Legal recreational marijuana could bring $41 million in tax revenue to Pennsylvania in its first year, fiscal report finds
Legalizing adult-use marijuana in Pennsylvania has long seemed unlikely, but Republicans in the state legislature have acknowledged the commonwealth is missing revenue.
Legal recreational marijuana in Pennsylvania could net up to $41 million in tax revenue in its first full year of sales if implemented as proposed in Gov. Josh Shapiro’s budget plan, a newly released analysis found.
And as Pennsylvania’s recreational marijuana market gets up and running, that figure could increase to an estimated $271 million by fiscal year 2028-29, according to the state’s Independent Fiscal Office. The group last week released an analysis of Shapiro’s budget, which calls for a 20% wholesale tax on recreational marijuana.
Shapiro’s estimates were more conservative, with a projected $14.8 million in tax revenue coming from recreational cannabis in the first year. That figure was projected to grow to about $250 million once the market is “up and running,” the governor’s office said in a February statement.
The fiscal office’s estimates were higher because analysts assumed that revenues would ramp up more quickly in the initial years after legalization, a representative said.
But, the analysis indicated, that estimate likely would have been higher had Pennsylvania legalized recreational marijuana earlier. All of the commonwealth’s neighboring states — save for West Virginia — have legalized marijuana for adult use, while Pennsylvania currently only allows medical marijuana, which requires certification from a doctor to utilize.
“Because nearly all border states already tax recreational cannabis, the estimate is not increased for cross border sales that may have occurred in other states that were first to tax recreational marijuana in a region,” the office wrote.
New Jersey, for example, began adult-use marijuana sales in 2022. Cannabis leaders in the state expect it will surpass $1 billion in marijuana sales this year.
The fiscal office found that legal recreational marijuana “should have minimal impact” on Pennsylvania’s medical cannabis market, because medical marijuana is exempt from sales tax and has a much lower, 5% excise tax.
Shapiro’s budget proposes a number of uses for tax revenue from legal cannabis, including a $5 million investment in restorative justice initiatives, $2 million to state police for legal enforcement, and $500,000 for program administrative costs. Remaining revenue would go into the state’s general fund.
Legalizing recreational marijuana in Pennsylvania has long seemed unlikely. Legalization has been a Democratic priority, but Republicans control the state Senate and have historically opposed the move. But after Shapiro unveiled his proposed budget in February, Republican leaders acknowledged how much revenue the state could be missing by keeping adult-use cannabis illegal, and suggested they may be willing to consider the proposal as the state’s spending is projected to exceed revenue in the next fiscal year.

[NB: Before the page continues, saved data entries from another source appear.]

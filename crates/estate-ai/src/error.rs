use crate::config::ConfigError;
use crate::listings::{ImageStoreError, ListingServiceError};
use crate::pricing::ImportError;
use crate::telemetry::TelemetryError;
use axum::http::StatusCode;
use axum::response::{IntoResponse, Response};
use axum::Json;
use serde_json::json;
use std::fmt;

#[derive(Debug)]
pub enum AppError {
    Config(ConfigError),
    Telemetry(TelemetryError),
    Io(std::io::Error),
    Server(axum::Error),
    Import(ImportError),
    Storage(ImageStoreError),
    Listing(ListingServiceError),
}

impl fmt::Display for AppError {
    fn fmt(&self, f: &mut fmt::Formatter<'_>) -> fmt::Result {
        match self {
            AppError::Config(err) => write!(f, "configuration error: {}", err),
            AppError::Telemetry(err) => write!(f, "telemetry error: {}", err),
            AppError::Io(err) => write!(f, "io error: {}", err),
            AppError::Server(err) => write!(f, "server error: {}", err),
            AppError::Import(err) => write!(f, "import error: {}", err),
            AppError::Storage(err) => write!(f, "storage error: {}", err),
            AppError::Listing(err) => write!(f, "listing error: {}", err),
        }
    }
}

impl std::error::Error for AppError {
    fn source(&self) -> Option<&(dyn std::error::Error + 'static)> {
        match self {
            AppError::Config(err) => Some(err),
            AppError::Telemetry(err) => Some(err),
            AppError::Io(err) => Some(err),
            AppError::Server(err) => Some(err),
            AppError::Import(err) => Some(err),
            AppError::Storage(err) => Some(err),
            AppError::Listing(err) => Some(err),
        }
    }
}

impl IntoResponse for AppError {
    fn into_response(self) -> Response {
        let status = match self {
            AppError::Import(_) => StatusCode::BAD_REQUEST,
            AppError::Config(_)
            | AppError::Telemetry(_)
            | AppError::Io(_)
            | AppError::Server(_)
            | AppError::Storage(_)
            | AppError::Listing(_) => StatusCode::INTERNAL_SERVER_ERROR,
        };

        let body = Json(json!({ "error": self.to_string() }));
        (status, body).into_response()
    }
}

impl From<ConfigError> for AppError {
    fn from(value: ConfigError) -> Self {
        Self::Config(value)
    }
}

impl From<TelemetryError> for AppError {
    fn from(value: TelemetryError) -> Self {
        Self::Telemetry(value)
    }
}

impl From<std::io::Error> for AppError {
    fn from(value: std::io::Error) -> Self {
        Self::Io(value)
    }
}

impl From<axum::Error> for AppError {
    fn from(value: axum::Error) -> Self {
        Self::Server(value)
    }
}

impl From<ImportError> for AppError {
    fn from(value: ImportError) -> Self {
        Self::Import(value)
    }
}

impl From<ImageStoreError> for AppError {
    fn from(value: ImageStoreError) -> Self {
        Self::Storage(value)
    }
}

impl From<ListingServiceError> for AppError {
    fn from(value: ListingServiceError) -> Self {
        Self::Listing(value)
    }
}
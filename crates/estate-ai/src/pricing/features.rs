//! Feature engineering for the sale-price model.
//!
//! The regression model was trained on a fixed, named column set. This module
//! rebuilds that row from [`ListingAttributes`]: amenity flags become 0/1,
//! furnishing status is one-hot encoded, four derived columns are appended,
//! and the result is aligned to the column order the model recorded during
//! training.

use serde::{Deserialize, Serialize};

use super::attributes::{FlagField, FurnishingStatus, ListingAttributes, NumericField};

pub const LUXURY_INDEX: &str = "luxury_index";
pub const PRICE_PER_SQFT: &str = "price_per_sqft";
pub const ROOMS_TOTAL: &str = "rooms_total";
pub const PARKING_RATIO: &str = "parking_ratio";

/// Column order of the housing regressor shipped with the portal.
pub const HOUSING_MODEL_COLUMNS: [&str; 18] = [
    "area",
    "bedrooms",
    "bathrooms",
    "stories",
    "parking",
    "mainroad",
    "guestroom",
    "basement",
    "hotwaterheating",
    "airconditioning",
    "prefarea",
    "furnishingstatus_furnished",
    "furnishingstatus_semi-furnished",
    "furnishingstatus_unfurnished",
    LUXURY_INDEX,
    PRICE_PER_SQFT,
    ROOMS_TOTAL,
    PARKING_RATIO,
];

const LEADING_NUMERIC: [NumericField; 5] = [
    NumericField::Area,
    NumericField::Bedrooms,
    NumericField::Bathrooms,
    NumericField::Stories,
    NumericField::Parking,
];

/// How the `price_per_sqft` column is filled. Must match the convention the
/// deployed model was trained with.
#[derive(Debug, Clone, Copy, Default, PartialEq, Eq, Serialize, Deserialize)]
#[serde(rename_all = "snake_case")]
pub enum PricePerSqftStrategy {
    /// Constant 0 placeholder.
    #[default]
    Zero,
    /// Mirrors the `area` column.
    Area,
}

impl PricePerSqftStrategy {
    pub fn parse(value: &str) -> Option<Self> {
        match value.trim().to_ascii_lowercase().as_str() {
            "zero" => Some(Self::Zero),
            "area" => Some(Self::Area),
            _ => None,
        }
    }

    fn value(self, area: f64) -> f64 {
        match self {
            PricePerSqftStrategy::Zero => 0.0,
            PricePerSqftStrategy::Area => area,
        }
    }
}

/// Knobs that must match how the deployed model was trained.
#[derive(Debug, Clone, Copy, Default, PartialEq, Eq)]
pub struct FeatureOptions {
    pub price_per_sqft: PricePerSqftStrategy,
}

#[derive(Debug, Clone, PartialEq, Serialize, Deserialize)]
pub struct FeatureColumn {
    pub name: String,
    pub value: f64,
}

/// Ordered, uniquely named numeric row fed to the model.
#[derive(Debug, Clone, Default, PartialEq, Serialize, Deserialize)]
#[serde(transparent)]
pub struct FeatureVector {
    columns: Vec<FeatureColumn>,
}

impl FeatureVector {
    pub fn new() -> Self {
        Self::default()
    }

    /// Set a column, overwriting the value in place if the name already exists.
    pub fn set(&mut self, name: &str, value: f64) {
        match self.columns.iter_mut().find(|column| column.name == name) {
            Some(column) => column.value = value,
            None => self.columns.push(FeatureColumn {
                name: name.to_string(),
                value,
            }),
        }
    }

    pub fn get(&self, name: &str) -> Option<f64> {
        self.columns
            .iter()
            .find(|column| column.name == name)
            .map(|column| column.value)
    }

    pub fn len(&self) -> usize {
        self.columns.len()
    }

    pub fn is_empty(&self) -> bool {
        self.columns.is_empty()
    }

    pub fn columns(&self) -> &[FeatureColumn] {
        &self.columns
    }

    pub fn names(&self) -> Vec<&str> {
        self.columns.iter().map(|column| column.name.as_str()).collect()
    }

    pub fn values(&self) -> Vec<f64> {
        self.columns.iter().map(|column| column.value).collect()
    }

    /// Reorder to `expected`, zero-filling columns that were not produced and
    /// dropping ones the model does not know. `None` passes the row through.
    pub fn align(&self, expected: Option<&[String]>) -> FeatureVector {
        let Some(expected) = expected else {
            return self.clone();
        };

        let mut aligned = FeatureVector {
            columns: Vec::with_capacity(expected.len()),
        };
        for name in expected {
            if aligned.get(name).is_some() {
                continue;
            }
            aligned.columns.push(FeatureColumn {
                name: name.clone(),
                value: self.get(name).unwrap_or(0.0),
            });
        }
        aligned
    }
}

/// Build the full computed feature set for a listing, in a stable order.
pub fn prepare_features(attrs: &ListingAttributes, options: &FeatureOptions) -> FeatureVector {
    let mut features = FeatureVector {
        columns: Vec::with_capacity(HOUSING_MODEL_COLUMNS.len() + 1),
    };

    for field in LEADING_NUMERIC {
        features.set(field.column(), attrs.number(field) as f64);
    }

    for field in FlagField::ALL {
        features.set(field.column(), f64::from(attrs.flag(field)));
    }

    let furnishing = attrs.furnishing();
    for status in FurnishingStatus::ALL {
        let hot = furnishing == Some(status);
        features.set(status.column(), if hot { 1.0 } else { 0.0 });
    }

    features.set(
        NumericField::YearBuilt.column(),
        attrs.number(NumericField::YearBuilt) as f64,
    );

    let area = attrs.number(NumericField::Area) as f64;
    let bedrooms = attrs.number(NumericField::Bedrooms) as f64;
    let bathrooms = attrs.number(NumericField::Bathrooms) as f64;
    let parking = attrs.number(NumericField::Parking) as f64;

    features.set(LUXURY_INDEX, area * bedrooms);
    features.set(PRICE_PER_SQFT, options.price_per_sqft.value(area));
    features.set(ROOMS_TOTAL, bedrooms + bathrooms);
    features.set(PARKING_RATIO, parking / area.max(1.0));

    features
}

/// Compute features and align them to a model schema in one step.
pub fn prepare_aligned(
    attrs: &ListingAttributes,
    options: &FeatureOptions,
    expected: Option<&[String]>,
) -> FeatureVector {
    prepare_features(attrs, options).align(expected)
}

/// Expected columns that [`prepare_features`] never produces. These are
/// zero-filled at prediction time, which usually signals a naming mismatch
/// between the artifact and this module.
pub fn unknown_columns(expected: &[String]) -> Vec<String> {
    let computed = prepare_features(&ListingAttributes::default(), &FeatureOptions::default());
    expected
        .iter()
        .filter(|name| computed.get(name).is_none())
        .cloned()
        .collect()
}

“We also need to understand where the governor is coming from,” Senate Majority Leader Joe Pittman (R., Indiana) told The Inquirer after Shapiro’s budget address.
Bills from the state House and Senate offer different views of what a legal market could look like in Pennsylvania. The House bill proposes state-run cannabis shops established by the Pennsylvania Liquor Control Board, while the Senate bill uses the state’s existing medical marijuana market as the starting point for recreational sales, Spotlight PA reports.